It is not uncommon to find aluminum in municipal water systems. It's part of a treatment chemical used in some water treatment processes. Recently, however, it has been discovered in lead scale, deposits that form on lead water pipes.
The aluminum presence in pipes is both unsurprising and, in the quantities researchers saw in water pipes, not a health concern, according to Daniel Giammar, the Walter E. Browne Professor of Environmental Engineering in the McKelvey School of Engineering at Washington University in St. Louis. But no one had looked at how it might affect the larger municipal system.
In particular, Giammar wanted to find out, "What is that aluminum doing to the behavior of the lead in the scale?" As long as the lead is bound to the scale, it doesn't enter the water system.
Giammar and a team ran several experiments and found that, in a lab setting, aluminum does have a small but important effect on lead's solubility under certain conditions. Their results were published in late April inEnvironmental Science & Technology.
The experiments were carried out in large part by visiting PhD student Guiwei Li, who was able to complete the work during his brief stay at Washington University before returning to the Chinese Academy of Sciences.
In simplified models, the researchers took a look at how phosphate, aluminum and a combination of the two, affected a strip of lead in a jar of water with a composition close to that of water found in many water systems.
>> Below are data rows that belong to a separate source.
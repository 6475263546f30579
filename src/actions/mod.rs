pub mod catalog;
pub mod handlers;

pub use catalog::{ActionHistogram, ActionId, ACTION_COUNT};
pub use handlers::{perform, ActionContext, ActionOutcome};
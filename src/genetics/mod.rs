//! Heritable traits and the generational algorithm over them

pub mod evolution;
pub mod genome;

pub use evolution::{Evolution, SelectionPolicy, Survivor};
pub use genome::{genetic_diversity, Genome, TraitKind};
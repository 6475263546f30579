//! Entity factory - how agents, food and workplaces are assembled

use serde::{Deserialize, Serialize};

use crate::core::config::SimulationConfig;
use crate::core::types::{EntityId, Vec2};
use crate::ecs::components::{Behavior, Render, Tag, Transform, Wallet, Workplace};
use crate::ecs::world::World;

#[derive(Debug, Clone, Copy, PartialEq, Eq, Hash, Serialize, Deserialize)]
pub enum EntityKind {
    Agent,
    Food,
    Work,
}

impl EntityKind {
    pub fn tag(&self) -> &'static str {
        match self {
            EntityKind::Agent => Tag::AGENT,
            EntityKind::Food => Tag::FOOD,
            EntityKind::Work => Tag::WORK,
        }
    }
}

/// Creation and removal primitives the population manager builds on
pub trait EntityFactory {
    fn create_entity(&mut self, world: &mut World, kind: EntityKind, position: Vec2) -> EntityId;

    fn remove_entity(&mut self, world: &mut World, id: EntityId) -> bool {
        world.delete_entity(id)
    }
}

/// Attaches Transform, Tag and Render to everything, plus Behavior and
/// Wallet for agents and Workplace for work sites
#[derive(Debug, Clone)]
pub struct StandardFactory {
    pub workplace_capacity: usize,
    pub workplace_wage: f32,
    pub initial_energy: f32,
    pub sprite_size: (f32, f32),
}

impl StandardFactory {
    pub fn from_config(config: &SimulationConfig) -> Self {
        Self {
            workplace_capacity: config.workplace_capacity,
            workplace_wage: config.workplace_wage,
            initial_energy: config.initial_energy,
            sprite_size: (32.0, 32.0),
        }
    }
}

impl EntityFactory for StandardFactory {
    fn create_entity(&mut self, world: &mut World, kind: EntityKind, position: Vec2) -> EntityId {
        let id = world.create_entity();
        world.add_component(id, Transform::at(position));
        world.add_component(id, Tag::new(kind.tag()));
        world.add_component(
            id,
            Render { sprite: kind.tag().to_string(), size: self.sprite_size },
        );

        match kind {
            EntityKind::Agent => {
                world.add_component(
                    id,
                    Behavior { energy: self.initial_energy, ..Default::default() },
                );
                world.add_component(id, Wallet::default());
            }
            EntityKind::Work => {
                world.add_component(
                    id,
                    Workplace::new(self.workplace_capacity, self.workplace_wage),
                );
            }
            EntityKind::Food => {}
        }

        id
    }
}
The aim: to better understand lead's solubility, or the amount that would dissolve and make its way into the water when impacted by those chemicals.
In the jar in which only aluminum was added, there was no effect on the solubility of the lead strip; lead had dissolved into the water at a concentration of about 100 micrograms per liter.
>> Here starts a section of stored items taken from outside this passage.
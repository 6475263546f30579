//! Action handlers
//!
//! Each handler mutates the world and the agents, then reports the reward.
//! Dispatch is one exhaustive match over `ActionId`.

use ahash::AHashMap;
use rand::Rng;
use rand_chacha::ChaCha8Rng;
use std::f32::consts::TAU;

use crate::actions::catalog::ActionId;
use crate::core::config::SimulationConfig;
use crate::core::types::{EntityId, Vec2};
use crate::ecs::components::{Tag, Wallet, Workplace};
use crate::ecs::world::World;
use crate::genetics::genome::Genome;
use crate::simulation::agent::{Agent, Birth};

/// Reward for a successful mating
pub const MATE_REWARD: f32 = 1.0;

/// How far from the initiator a child may spawn
const BIRTH_SCATTER: f32 = 10.0;

/// Everything a handler may touch during one agent's turn
pub struct ActionContext<'a> {
    pub world: &'a mut World,
    pub agents: &'a mut [Agent],
    /// Entity id -> position in `agents`
    pub index: &'a AHashMap<EntityId, usize>,
    pub config: &'a SimulationConfig,
    /// Live agents plus births already queued this tick
    pub headcount: usize,
    pub rng: &'a mut ChaCha8Rng,
}

#[derive(Debug, Clone, Default)]
pub struct ActionOutcome {
    pub reward: f32,
    pub birth: Option<Birth>,
}

impl From<f32> for ActionOutcome {
    fn from(reward: f32) -> Self {
        Self { reward, birth: None }
    }
}

/// Run `action` for the agent at `actor`
pub fn perform(action: ActionId, actor: usize, ctx: &mut ActionContext<'_>) -> ActionOutcome {
    match action {
        ActionId::Eat => eat(actor, ctx).into(),
        ActionId::Work => work(actor, ctx).into(),
        ActionId::Rest => rest(&mut ctx.agents[actor], ctx.config).into(),
        ActionId::Mate => mate(actor, ctx),
        ActionId::Search => search(actor, ctx).into(),
    }
}

/// Walk to the nearest food in reach and eat it
pub fn eat(actor: usize, ctx: &mut ActionContext<'_>) -> f32 {
    let id = ctx.agents[actor].id;
    let Some(position) = ctx.world.position(id) else {
        return 0.0;
    };
    let nearest = ctx
        .world
        .query_by_tag(Tag::FOOD, position, ctx.config.interaction_radius)
        .into_iter()
        .next();
    let Some(food) = nearest else {
        return 0.0;
    };

    let food_position = ctx.world.position(food).unwrap_or(position);
    ctx.world.delete_entity(food);
    ctx.world.set_position(id, food_position);

    let agent = &mut ctx.agents[actor];
    let relief = agent.hunger.min(ctx.config.food_nutrition).max(0.0);
    agent.hunger -= relief;
    agent.energy = (agent.energy + relief / 2.0).min(ctx.config.max_energy);
    relief / ctx.config.eat_reward_scale
}

/// Take a shift at the nearest workplace that will have the agent
pub fn work(actor: usize, ctx: &mut ActionContext<'_>) -> f32 {
    let id = ctx.agents[actor].id;
    let Some(position) = ctx.world.position(id) else {
        return 0.0;
    };

    let world = &*ctx.world;
    let chosen = world
        .query_by_tag(Tag::WORK, position, ctx.config.interaction_radius)
        .into_iter()
        .find(|&site| {
            world
                .get_component::<Workplace>(site)
                .is_some_and(|w| w.employs(id) || w.has_spare_capacity())
        });
    let Some(site) = chosen else {
        return 0.0;
    };

    // Changing jobs frees the old slot
    if let Some(previous) = ctx.agents[actor].employer.filter(|&p| p != site) {
        if let Some(old) = ctx.world.get_component_mut::<Workplace>(previous) {
            old.remove_worker(id);
        }
    }

    let Some(workplace) = ctx.world.get_component_mut::<Workplace>(site) else {
        return 0.0;
    };
    if !workplace.add_worker(id) {
        return 0.0;
    }
    let earned = workplace.base_wage * ctx.config.work_session_fraction;
    workplace.expenses += earned;

    if let Some(wallet) = ctx.world.get_component_mut::<Wallet>(id) {
        wallet.add_money(earned);
    }
    let agent = &mut ctx.agents[actor];
    agent.employer = Some(site);
    agent.money += earned;

    earned / ctx.config.wage_reward_scale
}

/// Recover energy in proportion to stamina. The reward counts the nominal
/// gain, even when the energy cap absorbs part of it.
pub fn rest(agent: &mut Agent, config: &SimulationConfig) -> f32 {
    let gain = config.rest_gain_per_stamina * agent.genome.stamina();
    agent.energy = (agent.energy + gain).min(config.max_energy);
    gain / config.rest_reward_scale
}

/// Court the nearest opposite-gender agent in reach
pub fn mate(actor: usize, ctx: &mut ActionContext<'_>) -> ActionOutcome {
    let config = ctx.config;
    let (id, gender) = {
        let agent = &ctx.agents[actor];
        (agent.id, agent.genome.gender)
    };
    let Some(position) = ctx.world.position(id) else {
        return ActionOutcome::default();
    };

    let agents = &*ctx.agents;
    let partner = ctx
        .world
        .query_by_tag(Tag::AGENT, position, config.interaction_radius)
        .into_iter()
        .filter(|&other| other != id)
        .filter_map(|other| ctx.index.get(&other).copied())
        .find(|&j| agents[j].genome.gender == gender.opposite());
    let Some(partner) = partner else {
        return ActionOutcome::default();
    };
    if ctx.headcount >= config.max_population {
        return ActionOutcome::default();
    }

    let (a, b) = pair_mut(&mut *ctx.agents, actor, partner);
    if !a.can_mate(config) || !b.can_mate(config) {
        return ActionOutcome::default();
    }

    let chance = (a.genome.fertility() + b.genome.fertility()) / 2.0;
    if ctx.rng.gen::<f32>() >= chance {
        return ActionOutcome::default();
    }

    let genome = Genome::crossover(&a.genome, &b.genome, ctx.rng)
        .mutated(config.evolution.mutation_rate, ctx.rng);

    // A share of the couple's combined money, paid half by each parent.
    // A poorer parent can go into debt.
    let inheritance = (a.money + b.money) * config.inheritance_fraction;
    for parent in [&mut *a, &mut *b] {
        parent.money -= inheritance / 2.0;
        parent.energy -= config.mating_cost;
        parent.offspring += 1;
    }

    let scatter = Vec2::new(
        ctx.rng.gen_range(-BIRTH_SCATTER..=BIRTH_SCATTER),
        ctx.rng.gen_range(-BIRTH_SCATTER..=BIRTH_SCATTER),
    );
    let (width, height) = ctx.world.extent();

    let birth = Birth {
        genome,
        position: (position + scatter).clamp_to(width, height),
        money: inheritance,
        generation: a.generation.max(b.generation) + 1,
        parents: (a.id, b.id),
    };
    ActionOutcome { reward: MATE_REWARD, birth: Some(birth) }
}

/// Random step scaled by perception
pub fn search(actor: usize, ctx: &mut ActionContext<'_>) -> f32 {
    let (id, perception) = {
        let agent = &ctx.agents[actor];
        (agent.id, agent.genome.perception())
    };
    let Some(position) = ctx.world.position(id) else {
        return 0.0;
    };

    let reach = ctx.config.search_step * perception;
    let angle = ctx.rng.gen_range(0.0..TAU);
    let distance = ctx.rng.gen_range(0.0..=reach);
    let (width, height) = ctx.world.extent();
    let target = (position + Vec2::new(angle.cos(), angle.sin()) * distance).clamp_to(width, height);
    ctx.world.set_position(id, target);

    ctx.config.search_reward
}

fn pair_mut<T>(items: &mut [T], a: usize, b: usize) -> (&mut T, &mut T) {
    assert_ne!(a, b, "pair_mut needs two distinct slots");
    if a < b {
        let (left, right) = items.split_at_mut(b);
        (&mut left[a], &mut right[0])
    } else {
        let (left, right) = items.split_at_mut(a);
        (&mut right[0], &mut left[b])
    }
}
In the jar in which only phosphate was added, the concentration of lead in the water decreased from about 100 micrograms per liter to less than one.
In the jar in which both aluminum and phosphate were added, the concentration of lead in the water decreased from about 100 micrograms per liter to about 10 micrograms per liter.
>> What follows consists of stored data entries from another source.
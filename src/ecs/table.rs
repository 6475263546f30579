//! Dense per-kind component storage
//!
//! A sparse set: `sparse[entity.index]` points into the packed `ids`/`data`
//! arrays, so iteration walks contiguous memory and removal is a swap-remove.

use crate::core::types::EntityId;

#[derive(Debug, Clone)]
pub struct ComponentTable<T> {
    sparse: Vec<Option<usize>>,
    ids: Vec<EntityId>,
    data: Vec<T>,
}

impl<T> ComponentTable<T> {
    pub fn new() -> Self {
        Self {
            sparse: Vec::new(),
            ids: Vec::new(),
            data: Vec::new(),
        }
    }

    pub fn len(&self) -> usize {
        self.ids.len()
    }

    pub fn is_empty(&self) -> bool {
        self.ids.is_empty()
    }

    #[inline]
    fn dense_index(&self, entity: EntityId) -> Option<usize> {
        let dense = (*self.sparse.get(entity.index as usize)?)?;
        (self.ids[dense] == entity).then_some(dense)
    }

    pub fn contains(&self, entity: EntityId) -> bool {
        self.dense_index(entity).is_some()
    }

    /// Insert or overwrite; returns the previous value
    pub fn insert(&mut self, entity: EntityId, value: T) -> Option<T> {
        if let Some(dense) = self.dense_index(entity) {
            return Some(std::mem::replace(&mut self.data[dense], value));
        }

        let slot = entity.index as usize;
        if slot >= self.sparse.len() {
            self.sparse.resize(slot + 1, None);
        }
        self.sparse[slot] = Some(self.ids.len());
        self.ids.push(entity);
        self.data.push(value);
        None
    }

    pub fn get(&self, entity: EntityId) -> Option<&T> {
        self.dense_index(entity).map(|dense| &self.data[dense])
    }

    pub fn get_mut(&mut self, entity: EntityId) -> Option<&mut T> {
        let dense = self.dense_index(entity)?;
        Some(&mut self.data[dense])
    }

    pub fn remove(&mut self, entity: EntityId) -> Option<T> {
        let dense = self.dense_index(entity)?;
        self.sparse[entity.index as usize] = None;

        self.ids.swap_remove(dense);
        let value = self.data.swap_remove(dense);
        if let Some(&moved) = self.ids.get(dense) {
            self.sparse[moved.index as usize] = Some(dense);
        }
        Some(value)
    }

    pub fn ids(&self) -> &[EntityId] {
        &self.ids
    }

    pub fn iter(&self) -> impl Iterator<Item = (EntityId, &T)> + '_ {
        self.ids.iter().copied().zip(self.data.iter())
    }

    pub fn iter_mut(&mut self) -> impl Iterator<Item = (EntityId, &mut T)> + '_ {
        self.ids.iter().copied().zip(self.data.iter_mut())
    }

    pub fn clear(&mut self) {
        self.sparse.clear();
        self.ids.clear();
        self.data.clear();
    }
}

impl<T> Default for ComponentTable<T> {
    fn default() -> Self {
        Self::new()
    }
}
Ten micrograms of lead per liter of water is still below drinking water standards, Giammar said, but it's still more lead in the water than was seen in the jar without aluminum. "This tells us what our next experiment should be," he said. His lab will do these experiments with real lead pipes, as they have done in the past.
"This showed us things that were surprising," he said. "Some people would have thought that aluminum wasn't doing anything because it's inert. But then in our work, we saw that it actually affects lead solubility."